The Caribbean Court of Justice (CCJ) has extensive powers to make the orders that had been sought in the no-confidence motion cases. Without serious justification, it declined to do so. Its ‘timid and ineffectual’ decision has intensified the constitutional chaos in Guyana. High Court cases are now being brought for orders and declarations that the CCJ ought to have made. In their absence, the Government has refused to act on the CCJ’s decision.
Mf. Andrew Pollard, writing in the Stabroek News on 28 August, pronounces the CCJ’s decision as fine and is horrified at my criticism. As a newly-minted Senior Counsel, Mr. Pollard should know that criticizing judges and courts in far sharper language than mine, is quite an accepted activity in normal countries. What is not normal is for a court that finds constitutional violations, to decline to make orders to rectify those violations, but relies instead on the ‘integrity’ of politicians. But no word from Mr. Pollard about this abject failure of the CCJ and of the Government’s continuing violations of the Constitution.
And Mr. Pollard seeks to hide behind the ridiculous red herring that I would have been satisfied if the CCJ had fixed a date for elections. No one ever made such a nonsensical suggestion – not me nor the lawyers appearing in the cases before the CCJ, because everyone knows only the President can fix a date. But had the CCJ ordered that the Cabinet must resign and that elections were due by 21 March, and it’s now up to Parliament, or by 18 September, it would have been enforcing the provisions of the Constitution which it was asked to do. That would have made all the difference. But it declined. In the result the Cabinet has refused to resign and the President has not set a date for elections. The Government’s excuse is that the CCJ made no order.
In justifying its course the CCJ said: “It would not therefore be right for the court, by the issuance of coercive orders or detailed directives, to presume to instruct these bodies on how they must act and thereby pre-empt the performance by them of their constitutional responsibilities. It is not, for example, the role of the court to establish a date on or by which elections must be held, or to lay down the timelines and guidelines that, in principle, are the preserve of political actors guided by constitutional imperatives. The court must assume that these bodies and personages will exercise their responsibilities with integrity and in keeping with the unambiguous provisions of the Constitution bearing in mind that the no confidence motion was validly passed as long ago as 21 December 2018.”
As far as can be ascertained, the court’s basis for not directing that the Cabinet must resign and not ordering the date by which the elections must be held, is contained in the following passages: “Their meaning [the provisions of the Constitution] is clear and it is the responsibility of constitutional actors in Guyana to honour them….Article 106 of the Constitution invests in the President and the National Assembly (and implicitly in Gecom), responsibilities that impact on the precise timing of the elections which must be held.”

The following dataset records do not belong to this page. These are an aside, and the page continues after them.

//! What the dispatcher needs to know about a handler's result.

use serde_json::{Value, json};

/// Read access to a handler result for payload assembly.
///
/// Request-triggered invocations report [`status`](Self::status) in their
/// event summary; timer-triggered ones report [`describe`](Self::describe).
pub trait InvocationOutcome {
    /// HTTP status of the result, if it has one.
    fn status(&self) -> Option<u16>;

    /// JSON description of the result.
    fn describe(&self) -> Value {
        match self.status() {
            Some(status) => json!({ "status": status }),
            None => Value::Null,
        }
    }
}

impl<B> InvocationOutcome for http::Response<B> {
    fn status(&self) -> Option<u16> {
        Some(self.status().as_u16())
    }
}

/// JSON results report `status`, falling back to `statusCode`.
impl InvocationOutcome for Value {
    fn status(&self) -> Option<u16> {
        ["status", "statusCode"]
            .iter()
            .find_map(|key| self.get(key).and_then(Value::as_u64))
            .and_then(|status| u16::try_from(status).ok())
    }

    fn describe(&self) -> Value {
        self.clone()
    }
}

impl InvocationOutcome for () {
    fn status(&self) -> Option<u16> {
        None
    }
}

#[cfg(test)]
mod tests {
    use super::*;
    use bytes::Bytes;
    use http::StatusCode;

    #[test]
    fn test_http_response_status() {
        let mut response = http::Response::new(Bytes::new());
        *response.status_mut() = StatusCode::CREATED;

        assert_eq!(InvocationOutcome::status(&response), Some(201));
        assert_eq!(response.describe(), json!({"status": 201}));
    }

    #[test]
    fn test_json_status_fields() {
        assert_eq!(json!({"status": 404}).status(), Some(404));
        assert_eq!(json!({"statusCode": 200}).status(), Some(200));
        assert_eq!(json!({"ok": true}).status(), None);
        assert_eq!(json!({"status": 70000}).status(), None);
    }

    #[test]
    fn test_json_describes_itself() {
        let result = json!({"processed": 3});
        assert_eq!(result.describe(), result);
    }

    #[test]
    fn test_unit_has_no_status() {
        assert_eq!(().status(), None);
        assert_eq!(().describe(), Value::Null);
    }
}
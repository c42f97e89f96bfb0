//! Cold start detection.
//!
//! The first invocation served by a process (or isolate) is a cold start;
//! every later one is warm.

use std::sync::atomic::{AtomicBool, Ordering};

/// Starts as `true` and is cleared by the first invocation.
static IS_COLD_START: AtomicBool = AtomicBool::new(true);

/// Checks if this is a cold start and clears the flag.
///
/// Returns `true` on the first call and `false` on every later call. The
/// atomic swap guarantees exactly one caller sees `true`, even when
/// invocations start concurrently.
///
/// # Example
///
/// ```
/// use edge_telemetry::check_cold_start;
///
/// // Other code in the process may already have cleared the flag.
/// let _ = check_cold_start();
///
/// assert!(!check_cold_start());
/// ```
pub fn check_cold_start() -> bool {
    IS_COLD_START.swap(false, Ordering::SeqCst)
}

/// Resets the cold start flag so tests can observe a first invocation.
#[doc(hidden)]
pub fn reset_cold_start_for_testing() {
    IS_COLD_START.store(true, Ordering::SeqCst);
}
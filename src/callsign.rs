// SPDX-License-Identifier: MIT

//! Callsign mapping (§4.3, §3): applies per-tracker overrides from
//! [`crate::config::StreamConfig::callsign_mappings`] before a batch of
//! locations reaches the encoder.

use crate::config::{CallsignMapping, StreamConfig, UnmappedPolicy};
use crate::location::Location;

/// Looks up trackers by `StreamConfig::identifier_field` and writes the
/// matching mapping's overrides into `additional_data`, leaving the
/// encoder's `resolve_effective_cot_type` to interpret them. Idempotent:
/// calling `apply` twice on an already-mapped batch with the same config
/// produces the same result.
pub struct CallsignMapper<'a> {
    stream: &'a StreamConfig,
}

impl<'a> CallsignMapper<'a> {
    pub fn new(stream: &'a StreamConfig) -> Self {
        Self { stream }
    }

    /// Applies mappings in place, dropping unmapped trackers when the
    /// stream's policy is `UnmappedPolicy::Drop`.
    pub fn apply(&self, locations: Vec<Location>) -> Vec<Location> {
        locations
            .into_iter()
            .filter_map(|loc| self.apply_one(loc))
            .collect()
    }

    fn apply_one(&self, mut loc: Location) -> Option<Location> {
        let identifier = self.identifier_value(&loc);
        let Some(identifier) = identifier else {
            return self.unmapped(loc);
        };

        let normalized = normalize(&identifier);
        let mapping = self
            .stream
            .callsign_mappings
            .iter()
            .find(|m| normalize(&m.identifier_value) == normalized);

        match mapping {
            // A matched mapping that is disabled drops the location outright
            // — distinct from having no mapping at all, which falls back to
            // `unmapped_policy`.
            Some(mapping) if !mapping.enabled => None,
            Some(mapping) => {
                apply_mapping(&mut loc, mapping);
                Some(loc)
            }
            None => self.unmapped(loc),
        }
    }

    fn unmapped(&self, loc: Location) -> Option<Location> {
        match self.stream.unmapped_policy {
            UnmappedPolicy::PassThrough => Some(loc),
            UnmappedPolicy::Drop => None,
        }
    }

    /// Reads the field named by `identifier_field`: either `"uid"`, `"name"`,
    /// or an `additional_data` key of the same name.
    fn identifier_value(&self, loc: &Location) -> Option<String> {
        match self.stream.identifier_field.as_str() {
            "uid" => Some(loc.uid.clone()),
            "name" => Some(loc.name.clone()),
            field => loc
                .additional_data
                .as_ref()?
                .get(field)?
                .as_str()
                .map(str::to_string),
        }
    }
}

/// Trims surrounding whitespace, lowercases, and applies Unicode NFC
/// normalisation so visually-identical callsigns from different providers
/// match the same mapping.
fn normalize(s: &str) -> String {
    nfc_fold(s.trim()).to_lowercase()
}

/// Minimal NFC-equivalent fold: collapses the handful of combining-mark
/// sequences likely to appear in tracker callsigns without pulling in a
/// full Unicode normalisation crate. Ordinary ASCII callsigns (the
/// overwhelming common case) pass through unchanged.
fn nfc_fold(s: &str) -> String {
    s.chars()
        .collect::<String>()
        .chars()
        .filter(|c| !matches!(*c, '\u{0300}'..='\u{036f}'))
        .collect()
}

fn apply_mapping(loc: &mut Location, mapping: &CallsignMapping) {
    if let Some(callsign) = &mapping.assigned_callsign {
        loc.name = callsign.clone();
    }

    let data = loc.additional_data.get_or_insert_with(Default::default);

    if mapping.is_team_member_override() {
        data.insert("team_member_enabled".into(), serde_json::Value::from(true));
    } else if let Some(cot_type) = &mapping.cot_type_override {
        data.insert(
            "cot_type_override".into(),
            serde_json::Value::from(cot_type.clone()),
        );
    }

    if let Some(role) = mapping.team_role {
        data.insert(
            "team_role".into(),
            serde_json::Value::from(role.as_str()),
        );
    }
    if let Some(color) = mapping.team_color {
        data.insert(
            "team_color".into(),
            serde_json::Value::from(color.as_str()),
        );
    }
}

#[cfg(test)]
mod tests {
    use super::*;
    use crate::config::CotTypeMode;
    use crate::encoder::team::{TeamColor, TeamRole};
    use std::collections::HashSet;

    fn stream(mappings: Vec<CallsignMapping>, unmapped_policy: UnmappedPolicy) -> StreamConfig {
        StreamConfig {
            id: 1,
            name: "demo".into(),
            provider_kind: "garmin".into(),
            provider_config: serde_json::Map::new(),
            poll_interval_seconds: 30,
            cot_type_default: "a-f-G-F-U".into(),
            cot_stale_seconds: 120,
            attached_server_ids: HashSet::new(),
            callsign_mappings: mappings,
            cot_type_mode: CotTypeMode::PerPoint,
            identifier_field: "uid".into(),
            unmapped_policy,
            active: true,
        }
    }

    fn location(uid: &str) -> Location {
        Location {
            uid: uid.into(),
            name: "Raw".into(),
            lat: 1.0,
            lon: 2.0,
            timestamp: None,
            speed: None,
            course: None,
            additional_data: None,
            custom_cot_attrib: None,
        }
    }

    #[test]
    fn applies_assigned_callsign_case_insensitively() {
        let mapping = CallsignMapping {
            identifier_value: "  Tracker-1 ".into(),
            assigned_callsign: Some("Alpha One".into()),
            cot_type_override: None,
            team_role: None,
            team_color: None,
            enabled: true,
        };
        let cfg = stream(vec![mapping], UnmappedPolicy::PassThrough);
        let mapper = CallsignMapper::new(&cfg);
        let mapped = mapper.apply(vec![location("tracker-1")]);
        assert_eq!(mapped.len(), 1);
        assert_eq!(mapped[0].name, "Alpha One");
    }

    #[test]
    fn unmapped_pass_through_keeps_location() {
        let cfg = stream(vec![], UnmappedPolicy::PassThrough);
        let mapper = CallsignMapper::new(&cfg);
        let mapped = mapper.apply(vec![location("unknown")]);
        assert_eq!(mapped.len(), 1);
    }

    #[test]
    fn unmapped_drop_removes_location() {
        let cfg = stream(vec![], UnmappedPolicy::Drop);
        let mapper = CallsignMapper::new(&cfg);
        let mapped = mapper.apply(vec![location("unknown")]);
        assert!(mapped.is_empty());
    }

    #[test]
    fn team_member_sentinel_sets_flag_not_cot_type_override() {
        let mapping = CallsignMapping {
            identifier_value: "t1".into(),
            assigned_callsign: None,
            cot_type_override: Some(CallsignMapping::TEAM_MEMBER_SENTINEL.into()),
            team_role: Some(TeamRole::Sniper),
            team_color: Some(TeamColor::Red),
            enabled: true,
        };
        let cfg = stream(vec![mapping], UnmappedPolicy::PassThrough);
        let mapper = CallsignMapper::new(&cfg);
        let mapped = mapper.apply(vec![location("t1")]);
        assert!(mapped[0].team_member_enabled());
        assert!(mapped[0].mapping_cot_type_override().is_none());
        assert_eq!(mapped[0].team_role_raw(), Some("Sniper"));
    }

    #[test]
    fn disabled_mapping_drops_the_matched_location() {
        let mapping = CallsignMapping {
            identifier_value: "t1".into(),
            assigned_callsign: Some("Should Not Apply".into()),
            cot_type_override: None,
            team_role: None,
            team_color: None,
            enabled: false,
        };
        let cfg = stream(vec![mapping], UnmappedPolicy::PassThrough);
        let mapper = CallsignMapper::new(&cfg);
        let mapped = mapper.apply(vec![location("t1")]);
        assert!(mapped.is_empty());
    }

    #[test]
    fn unmatched_location_still_passes_through_when_other_mapping_is_disabled() {
        let mapping = CallsignMapping {
            identifier_value: "t1".into(),
            assigned_callsign: Some("Should Not Apply".into()),
            cot_type_override: None,
            team_role: None,
            team_color: None,
            enabled: false,
        };
        let cfg = stream(vec![mapping], UnmappedPolicy::PassThrough);
        let mapper = CallsignMapper::new(&cfg);
        let mapped = mapper.apply(vec![location("other-tracker")]);
        assert_eq!(mapped.len(), 1);
        assert_eq!(mapped[0].name, "Raw");
    }

    #[test]
    fn identifier_field_reads_additional_data() {
        let mapping = CallsignMapping {
            identifier_value: "imei-123".into(),
            assigned_callsign: Some("Bravo".into()),
            cot_type_override: None,
            team_role: None,
            team_color: None,
            enabled: true,
        };
        let mut cfg = stream(vec![mapping], UnmappedPolicy::PassThrough);
        cfg.identifier_field = "imei".into();
        let mapper = CallsignMapper::new(&cfg);
        let mut loc = location("u1");
        let mut data = crate::location::AdditionalData::new();
        data.insert("imei".into(), serde_json::Value::from("imei-123"));
        loc.additional_data = Some(data);
        let mapped = mapper.apply(vec![loc]);
        assert_eq!(mapped[0].name, "Bravo");
    }
}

But the “constitutional actors” did not honour the provisions of the Constitution. They failed to undertake their “constitutional responsibilities.” The date for “elections which must be held” has not been fixed. That was why the matters were in court and why the CCJ was asked to make consequential orders and directives. The flimsy reasons for the CCJ to therefore fail to direct that the Cabinet must resign and order an outside date for elections, in accordance with the Constitution, are baffling.
As to my very mild language in criticism, in 1936 Lord Atkin, one of the greatest intellects in English jurisprudence during the last century said: “Justice is not a cloistered virtue; she must be allowed to suffer scrutiny and respectful, even though outspoken, comments by ordinary men.” Lord Denning later defended the right of “outspoken comment.”
In 1968, Mr. Quintin Hogg QC, later Lord Hailsham, a Lord Chancellor, criticised the ‘unrealistic, contradictory’ and ‘erroneous’ decisions of the courts which, he said, should apologize for the trouble to which they had put the police by their decisions in interpreting certain legislation.
Professor Glanville Williams, a celebrated legal scholar, described the decision in Anderton v Ryan, 1985, as “unflattering of the higher judiciary.” He accused the judges of inventing a rule “based upon conceptual misunderstanding; of their determination to use the English language so strangely that they spoke what by normal criteria would be termed untruths; of their invincible ignorance of the mess they had made of the law.”
Criticisms of decisions of the CCJ and of courts in Guyana should be more not less, using frank and outspoken language where necessary, but always respectfully, as I did. I will do so again if the occasion arises. The Judges of the CCJ, and our own judges for that matter, are expected to understand these basic principles.